Dairy farmers: Ray Kitchen
Region: Western Australia
Topic: Heat Tolerance ABV
Ray Kitchen from Carenda Holsteins at Boyanup WA will be looking at the new Heat Tolerance ABV when making breeding decisions for his 400-cow herd.
“Having a Heat Tolerance ABV will mean we can breed cows with a greater ability to tolerate hot weather, be better suited to our farming environment and not have the same falls in production during hot spells,” he said.
“We will be avoiding using bulls which have low Heat Tolerance ABVs and will be looking for the bulls that pull together production and heat tolerance,”
Mr Kitchen genotypes females so has the Heat Tolerance ABV data for his herd and can see the impact some sires have had on Heat Tolerance.
“We have used bulls in the herd which clearly combine production and Heat Tolerance traits and they are the types of bulls we will be wanting to use in the future.”
While breeding gives cows a helping hand in hot weather, management will still be critical.
The Kitchen’s property at Boyanup regularly experiences summer spells when the day time temperature exceeds 38 degrees C.
“The cows are definitely affected by the heat and we see a drop in production and poor conception rates when the temperatures rise so we avoid breeding the cows over summer,” Ray Kitchen said.

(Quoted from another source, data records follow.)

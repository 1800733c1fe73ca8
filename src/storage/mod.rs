// SQLite storage module

pub mod init;
pub mod orm_storage;

pub use init::init_storage;
pub use orm_storage::Storage;
//! SeaORM 实体模块
//!
//! 权限模板相关的五张表：groups、users、permission_templates 以及两张授权关联表

pub mod group;
pub mod perm_template_group;
pub mod perm_template_user;
pub mod permission_template;
pub mod user;

/// Prelude 模块，重新导出常用的 SeaORM 实体和类型
pub mod prelude {
    pub use super::{
        group::Entity as Group,
        perm_template_group::Entity as PermTemplateGroup,
        perm_template_user::Entity as PermTemplateUser,
        permission_template::Entity as PermissionTemplate,
        user::Entity as User,

        group::Column as GroupColumn,
        perm_template_group::Column as PermTemplateGroupColumn,
        perm_template_user::Column as PermTemplateUserColumn,
        permission_template::Column as PermissionTemplateColumn,
        user::Column as UserColumn,
    };
}

pub use group::Model as GroupModel;
pub use perm_template_group::Model as PermTemplateGroupModel;
pub use perm_template_user::Model as PermTemplateUserModel;
pub use permission_template::Model as PermissionTemplateModel;
pub use user::Model as UserModel;
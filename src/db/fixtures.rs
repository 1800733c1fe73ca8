//! 测试数据集：模板 50 上的组、用户和授权，模板 51 用于验证按模板过滤

use crate::storage::Storage;
use std::sync::Arc;

pub(crate) const TEMPLATE_ID: i64 = 50;
pub(crate) const OTHER_TEMPLATE_ID: i64 = 51;

const TEMPLATES: &str = r#"
INSERT INTO permission_templates (id, name, kee, description, key_pattern, created_at, updated_at) VALUES
    (50, 'Default template', 'default_template_1356998400000', NULL, NULL, '2013-01-01T00:00:00+00:00', '2013-01-01T00:00:00+00:00'),
    (51, 'Open source', 'open_source_1356998400000', 'Public projects', '^oss\..*', '2013-01-01T00:00:00+00:00', '2013-01-01T00:00:00+00:00');
"#;

pub(crate) const GROUPS_WITH_PERMISSIONS: &str = r#"
INSERT INTO "groups" (id, name, description, created_at) VALUES
    (200, 'sonar-administrators', 'System administrators', '2013-01-01T00:00:00+00:00'),
    (201, 'sonar-users', 'Any new users created will automatically join this group', '2013-01-01T00:00:00+00:00'),
    (202, 'sonar-reviewers', 'Reviewers', '2013-01-01T00:00:00+00:00');

INSERT INTO perm_templates_groups (group_id, template_id, permission_reference, created_at) VALUES
    (NULL, 50, 'user', '2013-01-01T00:00:00+00:00'),
    (200, 50, 'user', '2013-01-01T00:00:00+00:00'),
    (200, 50, 'admin', '2013-01-01T00:00:00+00:00'),
    (201, 50, 'user', '2013-01-01T00:00:00+00:00'),
    (202, 50, 'codeviewer', '2013-01-01T00:00:00+00:00'),
    (NULL, 51, 'admin', '2013-01-01T00:00:00+00:00'),
    (202, 51, 'user', '2013-01-01T00:00:00+00:00');
"#;

/// 插入顺序与名称顺序相反
pub(crate) const GROUPS_INSERTED_OUT_OF_ORDER: &str = r#"
INSERT INTO "groups" (id, name, description, created_at) VALUES
    (200, 'sonar-users', NULL, '2013-01-01T00:00:00+00:00'),
    (201, 'sonar-reviewers', NULL, '2013-01-01T00:00:00+00:00'),
    (202, 'sonar-administrators', NULL, '2013-01-01T00:00:00+00:00');

INSERT INTO perm_templates_groups (group_id, template_id, permission_reference, created_at) VALUES
    (200, 50, 'user', '2013-01-01T00:00:00+00:00'),
    (202, 50, 'user', '2013-01-01T00:00:00+00:00'),
    (NULL, 50, 'user', '2013-01-01T00:00:00+00:00');
"#;

pub(crate) const USERS_WITH_PERMISSIONS: &str = r#"
INSERT INTO users (id, login, name, active, created_at) VALUES
    (100, 'marius', 'Marius', 1, '2013-01-01T00:00:00+00:00'),
    (101, 'arthur', 'Arthur', 1, '2013-01-01T00:00:00+00:00'),
    (102, 'hugo', 'Hugo', 0, '2013-01-01T00:00:00+00:00');

INSERT INTO perm_templates_users (user_id, template_id, permission_reference, created_at) VALUES
    (100, 50, 'user', '2013-01-01T00:00:00+00:00'),
    (101, 50, 'admin', '2013-01-01T00:00:00+00:00'),
    (102, 50, 'user', '2013-01-01T00:00:00+00:00'),
    (101, 51, 'user', '2013-01-01T00:00:00+00:00');
"#;

/// 创建内存数据库并载入模板和给定的数据集
pub(crate) async fn setup_data(datasets: &[&str]) -> Arc<Storage> {
    let storage = Storage::in_memory().await.unwrap();

    sqlx::raw_sql(TEMPLATES).execute(storage.pool()).await.unwrap();
    for dataset in datasets {
        sqlx::raw_sql(dataset).execute(storage.pool()).await.unwrap();
    }

    Arc::new(storage)
}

Carenda Holsteins is a family partnership comprising Ray Kitchen, his wife Donna, his brother Mal and his wife Lesley. The year round calving herd is among Australia’s top 10 for genetic merit for profit as measured by the Balanced Performance Index (BPI),
The Heat Tolerance ABV has been included for the first time in DataGene’s December release of Australian Breeding Values.
To breed for improved heat tolerance, look for bulls that combine a high Balanced Performance Index (BPI) with a Heat Tolerance ABV of greater than 100.